The Puppet Labs Issue Tracker has Moved: https://tickets.puppetlabs.com

Bug #7127

prerun_command don't stop puppet on error

Added by Victor Mora about 3 years ago. Updated almost 3 years ago.

Status:ClosedStart date:04/15/2011
Priority:UrgentDue date:
Assignee:Josh Cooper% Done:

0%

Category:plumbing
Target version:2.6.9
Affected Puppet version: Branch:
Keywords:

We've Moved!

Ticket tracking is now hosted in JIRA: https://tickets.puppetlabs.com

This issue is currently not available for export. If you are experiencing the issue described below, please file a new ticket in JIRA. Once a new ticket has been created, please add a link to it that points back to this Redmine ticket.


Description

When an error occurs in prerun_command, puppet continues execution instead of stopping.

We can see the error at the log file, but puppet continues doing changes:

puppetd[18430]: Failed to prepare catalog: Could not run command from prerun_command: Execution of ‘/path/to/command’ returned 1:

We want to prevent changes when an error occurs in prerun_command.

Our puppet.conf:

[main]

    server = server.domain
    runinterval = 300
    summarize = true

    listen = true
    client = false

    logdir = /var/log/puppet
    vardir = /var/lib/puppet
    ssldir = /var/lib/puppet/ssl
    rundir = /var/run/puppet

    prerun_command = /server/host/manage integrity check
    postrun_command = /server/host/manage integrity update 

We’ve tried with /bin/false as prerun_command with the same result.

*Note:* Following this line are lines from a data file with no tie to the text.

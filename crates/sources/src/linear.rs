// SPDX-License-Identifier: BUSL-1.1
// Copyright (c) 2026 Alfred Jean LLC

//! Linear issue-tracker source (GraphQL).

use crate::{SourceError, SourceInfo, TaskSource};
use async_trait::async_trait;
use coders_core::{clamp_priority, Task, TaskChange, TaskFilter, TaskStatus};
use serde_json::{json, Value};
use std::collections::BTreeMap;
use std::time::Duration;

const LINEAR_ENDPOINT: &str = "https://api.linear.app/graphql";

const HTTP_TIMEOUT: Duration = Duration::from_secs(15);

const LIST_QUERY: &str = r#"
query Issues($filter: IssueFilter) {
  issues(filter: $filter, first: 100) {
    nodes {
      id
      identifier
      title
      description
      priority
      state { name type }
      assignee { displayName }
      labels { nodes { name } }
    }
  }
}"#;

const GET_QUERY: &str = r#"
query Issue($id: String!) {
  issue(id: $id) {
    id
    identifier
    title
    description
    priority
    state { name type }
    assignee { displayName }
    labels { nodes { name } }
  }
}"#;

const COMPLETED_STATE_QUERY: &str = r#"
query States {
  workflowStates(filter: { type: { eq: "completed" } }, first: 1) {
    nodes { id }
  }
}"#;

const UPDATE_STATE_MUTATION: &str = r#"
mutation Update($id: String!, $stateId: String!) {
  issueUpdate(id: $id, input: { stateId: $stateId }) { success }
}"#;

const COMMENT_MUTATION: &str = r#"
mutation Comment($issueId: String!, $body: String!) {
  commentCreate(input: { issueId: $issueId, body: $body }) { success }
}"#;

/// Linear source (`linear:key=<api-key>[,team=<team-key>]`).
pub struct LinearSource {
    client: reqwest::Client,
    endpoint: String,
    api_key: String,
    team: Option<String>,
}

impl LinearSource {
    pub fn new(api_key: impl Into<String>, team: Option<String>) -> Self {
        Self {
            client: reqwest::Client::new(),
            endpoint: LINEAR_ENDPOINT.to_string(),
            api_key: api_key.into(),
            team,
        }
    }

    /// Point at a non-default endpoint (self-hosted proxies, tests).
    pub fn with_endpoint(mut self, endpoint: impl Into<String>) -> Self {
        self.endpoint = endpoint.into();
        self
    }

    async fn graphql(&self, query: &str, variables: Value) -> Result<Value, SourceError> {
        let response = self
            .client
            .post(&self.endpoint)
            .header("Authorization", &self.api_key)
            .header("Content-Type", "application/json")
            .timeout(HTTP_TIMEOUT)
            .json(&json!({ "query": query, "variables": variables }))
            .send()
            .await
            .map_err(|e| SourceError::Unavailable(format!("linear: {}", e)))?;

        let status = response.status();
        let body: Value = response
            .json()
            .await
            .map_err(|e| SourceError::Read(format!("linear response: {}", e)))?;

        if !status.is_success() {
            return Err(SourceError::Read(format!(
                "linear returned {}: {}",
                status, body
            )));
        }
        if let Some(errors) = body.get("errors").and_then(Value::as_array) {
            if !errors.is_empty() {
                return Err(SourceError::Read(format!("linear errors: {}", errors[0])));
            }
        }
        Ok(body)
    }

    async fn completed_state_id(&self) -> Result<String, SourceError> {
        let body = self.graphql(COMPLETED_STATE_QUERY, json!({})).await?;
        body.pointer("/data/workflowStates/nodes/0/id")
            .and_then(Value::as_str)
            .map(str::to_string)
            .ok_or_else(|| SourceError::Write("linear has no completed workflow state".to_string()))
    }
}

/// Map a Linear workflow-state type onto the normalized status set.
fn map_state_type(state_type: &str) -> TaskStatus {
    match state_type {
        "started" => TaskStatus::InProgress,
        "completed" => TaskStatus::Completed,
        "canceled" => TaskStatus::Cancelled,
        // backlog, unstarted, triage, and anything Linear adds later
        _ => TaskStatus::Open,
    }
}

/// Map one issue node. Nodes missing the required fields are dropped.
fn map_issue_node(node: &Value) -> Option<Task> {
    let id = node.get("id")?.as_str()?.to_string();
    let title = node.get("title")?.as_str()?.to_string();
    let identifier = node
        .get("identifier")
        .and_then(Value::as_str)
        .unwrap_or(&id)
        .to_string();
    let state_type = node
        .pointer("/state/type")
        .and_then(Value::as_str)
        .unwrap_or("");
    let labels: Vec<String> = node
        .pointer("/labels/nodes")
        .and_then(Value::as_array)
        .map(|nodes| {
            nodes
                .iter()
                .filter_map(|l| l.get("name").and_then(Value::as_str))
                .map(str::to_string)
                .collect()
        })
        .unwrap_or_default();

    let mut metadata = BTreeMap::new();
    metadata.insert("identifier".to_string(), identifier);

    Some(Task {
        id: id.clone(),
        title,
        description: node
            .get("description")
            .and_then(Value::as_str)
            .unwrap_or_default()
            .to_string(),
        status: map_state_type(state_type),
        priority: clamp_priority(node.get("priority").and_then(Value::as_i64).unwrap_or(2)),
        source: "linear".to_string(),
        origin_id: id,
        metadata,
        created_at: None,
        updated_at: None,
        assignee: node
            .pointer("/assignee/displayName")
            .and_then(Value::as_str)
            .map(str::to_string),
        labels,
        blocked_by: Vec::new(),
        blocks: Vec::new(),
    })
}

fn map_issue_list(body: &Value) -> Vec<Task> {
    body.pointer("/data/issues/nodes")
        .and_then(Value::as_array)
        .map(|nodes| nodes.iter().filter_map(map_issue_node).collect())
        .unwrap_or_default()
}

#[async_trait]
impl TaskSource for LinearSource {
    fn info(&self) -> SourceInfo {
        SourceInfo {
            kind: "linear",
            label: self.team.clone().unwrap_or_else(|| "linear".to_string()),
        }
    }

    async fn list(&self, _filter: &TaskFilter) -> Result<Vec<Task>, SourceError> {
        let filter = match &self.team {
            Some(team) => json!({ "team": { "key": { "eq": team } } }),
            None => Value::Null,
        };
        let body = self.graphql(LIST_QUERY, json!({ "filter": filter })).await?;
        Ok(map_issue_list(&body))
    }

    async fn get(&self, id: &str) -> Result<Task, SourceError> {
        let body = self.graphql(GET_QUERY, json!({ "id": id })).await?;
        body.pointer("/data/issue")
            .and_then(map_issue_node)
            .ok_or_else(|| SourceError::NotFound(id.to_string()))
    }

    async fn update(&self, id: &str, change: TaskChange) -> Result<(), SourceError> {
        if change.status == Some(TaskStatus::Completed) {
            self.mark_complete(id).await?;
        }
        if let Some(ref comment) = change.comment {
            self.graphql(
                COMMENT_MUTATION,
                json!({ "issueId": id, "body": comment }),
            )
            .await?;
        }
        Ok(())
    }

    async fn mark_complete(&self, id: &str) -> Result<(), SourceError> {
        let state_id = self.completed_state_id().await?;
        let body = self
            .graphql(
                UPDATE_STATE_MUTATION,
                json!({ "id": id, "stateId": state_id }),
            )
            .await?;
        match body.pointer("/data/issueUpdate/success").and_then(Value::as_bool) {
            Some(true) => Ok(()),
            _ => Err(SourceError::Write(format!("linear issueUpdate failed for {}", id))),
        }
    }

    async fn mark_blocked(&self, id: &str, reason: &str) -> Result<(), SourceError> {
        let body = self
            .graphql(
                COMMENT_MUTATION,
                json!({ "issueId": id, "body": format!("Blocked: {}", reason) }),
            )
            .await?;
        match body.pointer("/data/commentCreate/success").and_then(Value::as_bool) {
            Some(true) => Ok(()),
            _ => Err(SourceError::Write(format!("linear commentCreate failed for {}", id))),
        }
    }
}

#[cfg(test)]
#[path = "linear_tests.rs"]
mod tests;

You can see and error at log file, but it continues with changes:

Mar 16 08:44:27 sistemes puppetd[26894]: Failed to prepare catalog: Could not run command from prerun_command: Execution of ‘/bin/false’ returned 1: Mar 16 08:44:43 sistemes puppetd[26894]: (//nagios-service/File[/etc/ nagios3]/checksum) checksum changed ‘{mtime}Fri Mar 04 12:08:06 +0100 2011’ to ‘{mtime}Wed Mar 16 08:41:07 +0100 2011’ Mar 16 08:44:58 sistemes puppetd[26894]: Finished catalog run in 17.95 seconds

Our puppet version: puppet —version 0.25.4


Related issues

Related to Puppet - Feature #2914: Transactions should have before and after hooks Closed 12/10/2009
Related to Puppet - Bug #1054: Reports should be sent for runs that fail entirely Closed
Duplicated by Puppet - Bug #8195: postrun_command should run after reports and summaries Closed 07/01/2011

History

#1 Updated by Rudy Gevaert about 3 years ago

I’m seeing this on 2.6.7 (and earlier too):

puptest:~# puppet agent --no-daemonize --verbose --onetime        
info: Retrieving plugin
err: Failed to prepare catalog: Could not run command from prerun_command: Execution of '/root/ugent-pre-puppet' returned 1: 
info: Loading facts in ethernetcontroller
info: Loading facts in raidcontroller
info: Loading facts in configured_ntp_servers
info: Loading facts in raidtype
info: Loading facts in ugentinfo
info: Loading facts in ethernetcontroller
info: Loading facts in raidcontroller
info: Loading facts in configured_ntp_servers
info: Loading facts in raidtype
info: Loading facts in ugentinfo
info: Caching catalog for puptest.ugent.be
info: Applying configuration version '1302861551'
notice: Finished catalog run in 0.93 seconds
puptest:~# puppet --version
2.6.7


#2 Updated by James Turnbull about 3 years ago

  • Category set to plumbing
  • Status changed from Unreviewed to Accepted
  • Target version set to 2.6.9

I can replicate this – it appears execute_prerun_command doesn’t exit on fail.

#3 Updated by James Turnbull about 3 years ago

  • Status changed from Accepted to Needs Decision
  • Assignee set to Nigel Kersten

I think this is a bug but I can’t find the original pre_run ticket – it’s certainly not as advertised in the docs.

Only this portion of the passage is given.